◆ Work required ◆
If a line in the data holds the string "HashMap", list it.

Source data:
══════
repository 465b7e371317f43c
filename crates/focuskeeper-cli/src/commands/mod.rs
pub mod config;
pub mod timer;
use std::collections::HashMap;
use std::sync::RwLock;

use tokio::sync::broadcast;

use super::{announce, change_feed, PersistentStore, StoreChange};
use crate::error::StoreError;

/// In-process store. Engines sharing one `Arc<MemoryStore>` behave like
/// browser tabs sharing one profile's storage.
#[derive(Debug)]
pub struct MemoryStore {
    values: RwLock<HashMap<String, String>>,
    feed: broadcast::Sender<StoreChange>,
}

impl MemoryStore {
    pub fn new() -> Self {
        Self {
            values: RwLock::new(HashMap::new()),
            feed: change_feed(),
        }
    }
}

impl Default for MemoryStore {
    fn default() -> Self {
        Self::new()
    }
}

impl PersistentStore for MemoryStore {
    fn get(&self, key: &str) -> Result<Option<String>, StoreError> {
        let values = self.values.read().map_err(|_| StoreError::Poisoned)?;
        Ok(values.get(key).cloned())
    }

    fn set(&self, key: &str, value: &str, origin: &str) -> Result<(), StoreError> {
        {
            let mut values = self.values.write().map_err(|_| StoreError::Poisoned)?;
            values.insert(key.to_string(), value.to_string());
        }
        announce(&self.feed, key, origin);
        Ok(())
    }

    fn subscribe(&self) -> broadcast::Receiver<StoreChange> {
        self.feed.subscribe()
    }
}
//! Turning finished runs into session records and handing them to the backend.

mod http;
mod record;
mod recorder;

pub use http::HttpSessionSink;
pub use record::{SessionRecord, SessionStatus, SESSION_SOURCE};
pub use recorder::{duration_minutes, RunSummary, SessionRecorder};

use std::sync::Mutex;

use chrono::Utc;

use crate::events::{Event, Notifier};

/// The backend collaborator that stores sessions.
///
/// `submit` must return immediately. The outcome is reported later through
/// `notifier` as [`Event::SessionRecorded`] or [`Event::SessionSubmissionFailed`].
pub trait SessionSink: Send + Sync {
    fn submit(&self, record: SessionRecord, notifier: Notifier);
}

/// Keeps every submitted record in memory and reports the outcome at once.
#[derive(Debug, Default)]
pub struct MemorySink {
    submitted: Mutex<Vec<SessionRecord>>,
    failure: Mutex<Option<String>>,
}

impl MemorySink {
    pub fn new() -> Self {
        Self::default()
    }

    /// A sink whose every submission fails with `message`.
    pub fn failing(message: impl Into<String>) -> Self {
        let sink = Self::default();
        sink.set_failure(Some(message.into()));
        sink
    }

    pub fn set_failure(&self, message: Option<String>) {
        if let Ok(mut failure) = self.failure.lock() {
            *failure = message;
        }
    }

    /// Every record handed to this sink, accepted or not, oldest first.
    pub fn submitted(&self) -> Vec<SessionRecord> {
        self.submitted
            .lock()
            .map(|records| records.clone())
            .unwrap_or_default()
    }
}

impl SessionSink for MemorySink {
    fn submit(&self, record: SessionRecord, notifier: Notifier) {
        let session_id = record.session_id.clone();
        if let Ok(mut records) = self.submitted.lock() {
            records.push(record);
        }

        let failure = self.failure.lock().ok().and_then(|f| f.clone());
        let event = match failure {
            Some(message) => Event::SessionSubmissionFailed {
                session_id,
                message,
                at: Utc::now(),
            },
            None => Event::SessionRecorded {
                session_id,
                at: Utc::now(),
            },
        };
        notifier.notify(event);
    }
}
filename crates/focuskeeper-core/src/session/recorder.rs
use std::sync::Arc;

use crate::clock::to_datetime;
use crate::events::{Event, Notifier};
use crate::timer::{TimerMode, PRODUCTIVE_THRESHOLD_SECS};

use super::{SessionRecord, SessionSink, SessionStatus, SESSION_SOURCE};

/// What the engine knows about a run at the moment it ends.
#[derive(Debug, Clone)]
pub struct RunSummary {
    pub session_id: String,
    pub mode: TimerMode,
    pub subject: Option<String>,
    pub task_id: Option<String>,
    pub started_at_ms: i64,
    pub ended_at_ms: i64,
    pub cycle_number: u8,
}

/// Recorded minutes for `elapsed_secs`: rounded up, then capped per mode.
pub fn duration_minutes(mode: TimerMode, elapsed_secs: u64) -> u64 {
    elapsed_secs.div_ceil(60).min(mode.record_cap_min())
}

pub struct SessionRecorder {
    sink: Arc<dyn SessionSink>,
    notifier: Notifier,
}

impl SessionRecorder {
    pub fn new(sink: Arc<dyn SessionSink>, notifier: Notifier) -> Self {
        Self { sink, notifier }
    }

    /// Build and submit the record for a finished run.
    ///
    /// Returns `None` when nothing was submitted: breaks are never logged and
    /// runs shorter than the productive threshold are dropped as noise.
    pub fn record(
        &self,
        run: RunSummary,
        elapsed_secs: u64,
        status: SessionStatus,
    ) -> Option<SessionRecord> {
        if run.mode.is_break() {
            return None;
        }
        if elapsed_secs < PRODUCTIVE_THRESHOLD_SECS {
            tracing::debug!(
                session_id = %run.session_id,
                elapsed_secs,
                "run below productive threshold, not recording"
            );
            return None;
        }

        let record = SessionRecord {
            session_id: run.session_id,
            session_type: run.mode.session_type().to_string(),
            subject: run.subject,
            task_id: run.task_id,
            start_time: to_datetime(run.started_at_ms),
            end_time: to_datetime(run.ended_at_ms),
            duration: duration_minutes(run.mode, elapsed_secs),
            cycle_number: run.cycle_number,
            status,
            source: SESSION_SOURCE.to_string(),
            focus_rating: None,
            notes: None,
        };
        self.dispatch(record.clone());
        Some(record)
    }

    /// Re-submit a record that gained a rating. The backend keys on `sessionId`.
    pub fn amend(&self, record: SessionRecord) {
        self.dispatch(record);
    }

    fn dispatch(&self, record: SessionRecord) {
        tracing::info!(
            session_id = %record.session_id,
            session_type = %record.session_type,
            duration_min = record.duration,
            status = ?record.status,
            "submitting session"
        );
        self.notifier.notify(Event::SessionSubmitted {
            session_id: record.session_id.clone(),
            status: record.status,
            duration_min: record.duration,
            at: record.end_time,
        });
        self.sink.submit(record, self.notifier.clone());
    }
}
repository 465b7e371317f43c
//! REST backend client -- `POST {base_url}/focus`.

use std::time::Duration;

use chrono::Utc;
use reqwest::Client;
use tokio::runtime::Handle;
use url::Url;

use super::{SessionRecord, SessionSink};
use crate::error::BackendError;
use crate::events::{Event, Notifier};
use crate::storage::BackendConfig;

/// Submits sessions over HTTP without blocking the caller.
///
/// Each submission runs as its own task on the runtime captured at
/// construction; there is no retry and no cancellation.
pub struct HttpSessionSink {
    poster: Poster,
    runtime: Handle,
}

#[derive(Clone)]
struct Poster {
    client: Client,
    endpoint: Url,
    api_token: Option<String>,
}

impl HttpSessionSink {
    /// Build a sink on the current tokio runtime.
    pub fn new(config: &BackendConfig) -> Result<Self, BackendError> {
        let runtime = Handle::try_current().map_err(|_| BackendError::NoRuntime)?;
        Self::with_runtime(config, runtime)
    }

    pub fn with_runtime(config: &BackendConfig, runtime: Handle) -> Result<Self, BackendError> {
        let client = Client::builder()
            .timeout(Duration::from_secs(config.timeout_secs))
            .build()?;
        Ok(Self {
            poster: Poster {
                client,
                endpoint: focus_endpoint(&config.base_url)?,
                api_token: config.api_token.clone(),
            },
            runtime,
        })
    }

    pub fn endpoint(&self) -> &Url {
        &self.poster.endpoint
    }
}

impl Poster {
    async fn post(&self, record: &SessionRecord) -> Result<(), BackendError> {
        let mut request = self.client.post(self.endpoint.clone()).json(record);
        if let Some(token) = &self.api_token {
            request = request.bearer_auth(token);
        }

        let resp = request.send().await?;
        if resp.status().is_success() {
            Ok(())
        } else {
            let status = resp.status().as_u16();
            let body = resp.text().await.unwrap_or_default();
            Err(BackendError::Rejected { status, body })
        }
    }
}

impl SessionSink for HttpSessionSink {
    fn submit(&self, record: SessionRecord, notifier: Notifier) {
        let poster = self.poster.clone();
        self.runtime.spawn(async move {
            let session_id = record.session_id.clone();
            let event = match poster.post(&record).await {
                Ok(()) => {
                    tracing::info!(%session_id, "session recorded");
                    Event::SessionRecorded {
                        session_id,
                        at: Utc::now(),
                    }
                }
                Err(e) => {
                    tracing::warn!(%session_id, error = %e, "session submission failed");
                    Event::SessionSubmissionFailed {
                        session_id,
                        message: e.to_string(),
                        at: Utc::now(),
                    }
                }
            };
            notifier.notify(event);
        });
    }
}

/// `{base_url}/focus`, whether or not `base_url` ends with a slash.
fn focus_endpoint(base_url: &str) -> Result<Url, BackendError> {
    let invalid = |source| BackendError::InvalidUrl {
        url: base_url.to_string(),
        source,
    };
    let base = Url::parse(&format!("{}/", base_url.trim_end_matches('/'))).map_err(invalid)?;
    base.join("focus").map_err(invalid)
}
══════
◆ Solution to the exercise ◆
use std::collections::HashMap;
    values: RwLock<HashMap<String, String>>,
            values: RwLock::new(HashMap::new()),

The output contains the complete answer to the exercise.